Biographical Dictionary of Canadian Engineers

Edited by
Rod Millard

ST. LAURENT, Arthur T. , b. 1859, Rimouski, Que; d. 6 March 1923, Ottawa. Graduating from Montrealís Ecole Polytechnique (1885), he first worked on the Temiscouata Railway (1887), and, in 1888, joined the Department of Public Works of Canada, becoming assistant resident engineer at Winnipeg in 1890. He surveyed and designed bridges and dams, including the lock and dam at St. Andrews on the Red River (1895), and the Laurier Avenue Bridge, Ottawa (1902).

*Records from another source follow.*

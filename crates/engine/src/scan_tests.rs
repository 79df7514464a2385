// SPDX-License-Identifier: BUSL-1.1
// Copyright (c) 2026 Alfred Jean LLC

use super::*;
use vsopen_adapters::{AutomationCall, FakeAutomation, FakeInstance};

#[test]
fn find_by_process_id_picks_matching_pid() {
    let automation = FakeAutomation::new();
    automation.add_instance(FakeInstance::new(100));
    automation.add_instance(FakeInstance::new(200));

    let editor = find_by_process_id(&automation, RetryPolicy::default(), 200).unwrap();

    assert_eq!(editor.pid(), 200);
}

#[test]
fn find_by_process_id_misses_unknown_pid() {
    let automation = FakeAutomation::new();
    automation.add_instance(FakeInstance::new(100));

    assert!(find_by_process_id(&automation, RetryPolicy::default(), 300).is_none());
}

#[test]
fn foreign_registrations_are_never_bound() {
    let automation = FakeAutomation::new();
    automation.add_instance(FakeInstance::new(100).with_identity("!Excel.Application:100"));
    automation.add_instance(FakeInstance::new(200));

    let editor = find_instance(&automation, RetryPolicy::default(), IdentityFilter::any(), |_| true)
        .unwrap();

    assert_eq!(editor.pid(), 200);
    let binds: Vec<_> = automation
        .calls()
        .into_iter()
        .filter(|c| matches!(c, AutomationCall::Bind { .. }))
        .collect();
    assert_eq!(
        binds,
        vec![AutomationCall::Bind {
            identity: "!VisualStudio.DTE.17.0:200".to_string()
        }]
    );
}

#[test]
fn first_accepted_instance_wins() {
    let automation = FakeAutomation::new();
    for pid in [1, 2, 3] {
        automation.add_instance(FakeInstance::new(pid));
    }

    let mut seen = Vec::new();
    let editor = find_instance(&automation, RetryPolicy::default(), IdentityFilter::any(), |e| {
        seen.push(e.pid());
        e.pid() >= 2
    })
    .unwrap();

    assert_eq!(editor.pid(), 2);
    assert_eq!(seen, vec![1, 2]);
}

#[test]
fn filter_is_active_during_predicate_and_restored_after() {
    let automation = FakeAutomation::new();
    automation.add_instance(FakeInstance::new(1));

    let mut depth_seen = 0;
    find_instance(&automation, RetryPolicy::default(), IdentityFilter::any(), |_| {
        depth_seen = automation.filter_depth();
        false
    });

    assert_eq!(depth_seen, 1);
    assert_eq!(automation.filter_depth(), 0);
}

#[test]
fn unavailable_directory_is_not_found() {
    let automation = FakeAutomation::new();
    automation.add_instance(FakeInstance::new(1));
    automation.set_directory_unavailable(true);

    assert!(find_by_process_id(&automation, RetryPolicy::default(), 1).is_none());
    assert_eq!(automation.filter_depth(), 0);
}
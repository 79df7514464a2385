// SPDX-License-Identifier: BUSL-1.1
// Copyright (c) 2026 Alfred Jean LLC

//! Progress markers written to stdout.
//!
//! The hosting editor scrapes our stdout line by line and toggles its
//! progress bar when it sees one of these exact lines.

use super::ProgressReporter;

pub const SHOW_MARKER: &str = "displayProgressBar";
pub const CLEAR_MARKER: &str = "clearprogressbar";

#[derive(Clone, Copy, Debug, Default)]
pub struct StdoutProgress;

impl StdoutProgress {
    pub fn new() -> Self {
        Self
    }
}

impl ProgressReporter for StdoutProgress {
    fn show(&self) {
        println!("{SHOW_MARKER}");
    }

    fn clear(&self) {
        println!("{CLEAR_MARKER}");
    }
}
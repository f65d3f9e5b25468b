//! Domain-separated bucket hashing.
//!
//! Every bucket assignment goes through [`stdhash`], keyed by a
//! per-manager secret so that bucket placement is unpredictable to
//! outside observers but reproducible across calls (and, given the same
//! `SecretKey`, across nodes — this is what makes the round-trip law in
//! spec §8 hold).

use rand::RngCore;
use sha2::{Digest, Sha256};

use crate::endpoint::Endpoint;
use crate::tables::{
    BUCKET_SIZE, NEW_BUCKETS_PER_SOURCE_GROUP, NEW_BUCKET_COUNT, TRIED_BUCKETS_PER_GROUP,
    TRIED_BUCKET_COUNT,
};

/// A 256-bit per-instance secret that seeds all bucket hashing.
///
/// Generated once, at manager creation, from a CSPRNG. Never persisted
/// independent of the manager (it is written as part of `serialize`, see
/// [`crate::serializer`]).
#[derive(Debug, Clone, Copy, PartialEq, Eq)]
pub struct SecretKey(pub [u8; 32]);

impl SecretKey {
    /// Draw a fresh secret key from the given RNG.
    pub fn random<R: RngCore + ?Sized>(rng: &mut R) -> Self {
        let mut bytes = [0u8; 32];
        rng.fill_bytes(&mut bytes);
        SecretKey(bytes)
    }
}

/// SHA-256 of the concatenated inputs.
fn stdhash(chunks: &[&[u8]]) -> [u8; 32] {
    let mut hasher = Sha256::new();
    for chunk in chunks {
        hasher.update(chunk);
    }
    hasher.finalize().into()
}

/// Interpret the first 8 bytes of a domain-separated hash as a
/// big-endian `u64`.
fn stdhash_u64(chunks: &[&[u8]]) -> u64 {
    let digest = stdhash(chunks);
    let mut buf = [0u8; 8];
    buf.copy_from_slice(&digest[..8]);
    u64::from_be_bytes(buf)
}

/// The TRIED bucket a peer's entry belongs to. Depends only on the
/// peer's own address and group, never on who told us about it — an
/// endpoint occupies exactly one TRIED bucket no matter how it was
/// learned.
pub fn tried_bucket(key: &SecretKey, peer: &Endpoint) -> u16 {
    let inner = stdhash_u64(&[&key.0, &peer.key()]) % u64::from(TRIED_BUCKETS_PER_GROUP);
    let outer = stdhash_u64(&[&key.0, &peer.group(), &[inner as u8]]) % u64::from(TRIED_BUCKET_COUNT);
    outer as u16
}

/// The NEW bucket a peer's entry belongs to, given the source that
/// announced it. A peer can occupy up to [`crate::tables::NEW_BUCKETS_PER_ADDRESS`]
/// different NEW slots, one per distinct source group that ever
/// announced it.
pub fn new_bucket(key: &SecretKey, peer: &Endpoint, src: &Endpoint) -> u16 {
    let inner = stdhash_u64(&[&key.0, &peer.group(), &src.group()])
        % u64::from(NEW_BUCKETS_PER_SOURCE_GROUP);
    let outer = stdhash_u64(&[&key.0, &src.group(), &[inner as u8]]) % u64::from(NEW_BUCKET_COUNT);
    outer as u16
}

/// The slot position within a bucket (shared math for NEW and TRIED;
/// `is_new` only selects the domain-separation tag).
pub fn bucket_pos(key: &SecretKey, peer: &Endpoint, is_new: bool, bucket: u16) -> u8 {
    let tag: &[u8] = if is_new { b"N" } else { b"K" };
    let bucket = u32::from(bucket);
    let bucket_be = [
        ((bucket >> 16) & 0xff) as u8,
        ((bucket >> 8) & 0xff) as u8,
        (bucket & 0xff) as u8,
    ];
    let pos = stdhash_u64(&[&key.0, tag, &bucket_be, &peer.key()]) % u64::from(BUCKET_SIZE);
    pos as u8
}

#[cfg(test)]
mod tests {
    use super::*;
    use std::net::{IpAddr, Ipv4Addr};

    fn ep(a: u8, b: u8, c: u8, d: u8, port: u16) -> Endpoint {
        Endpoint::new(IpAddr::V4(Ipv4Addr::new(a, b, c, d)), port, 0)
    }

    #[test]
    fn deterministic_given_same_key() {
        let key = SecretKey([7u8; 32]);
        let peer = ep(1, 2, 3, 4, 9000);
        let src = ep(5, 6, 7, 8, 9000);
        assert_eq!(tried_bucket(&key, &peer), tried_bucket(&key, &peer));
        assert_eq!(
            new_bucket(&key, &peer, &src),
            new_bucket(&key, &peer, &src)
        );
        let b = tried_bucket(&key, &peer);
        assert_eq!(
            bucket_pos(&key, &peer, false, b),
            bucket_pos(&key, &peer, false, b)
        );
    }

    #[test]
    fn different_keys_usually_disagree() {
        let peer = ep(1, 2, 3, 4, 9000);
        let a = tried_bucket(&SecretKey([1u8; 32]), &peer);
        let b = tried_bucket(&SecretKey([2u8; 32]), &peer);
        assert_ne!(a, b);
    }

    #[test]
    fn within_bounds() {
        let key = SecretKey([3u8; 32]);
        let peer = ep(9, 9, 9, 9, 1);
        let src = ep(8, 8, 8, 8, 1);
        assert!(tried_bucket(&key, &peer) < TRIED_BUCKET_COUNT);
        assert!(new_bucket(&key, &peer, &src) < NEW_BUCKET_COUNT);
        assert!(u32::from(bucket_pos(&key, &peer, true, 0)) < u32::from(BUCKET_SIZE));
    }
}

His greatest engineering achievement was the construction of a controversial bridge over the Saskatchewan River at Edmonton in 1900. Built to withstand the pressure of ice, it was the first bridge in Western Canada to be built with concrete. In 1908, he was appointed assistant deputy minister, and was promoted to chief engineer in January 1922. From 1915 to 1917, he served as vice president of the Canadian Society of Civil Engineers (renamed Engineering Institute of Canada, 1918), becoming president in 1923. He was also a member of the American Society of Civil Engineers. A Roman Catholic, he was married and had two daughters and two sons, who became engineers.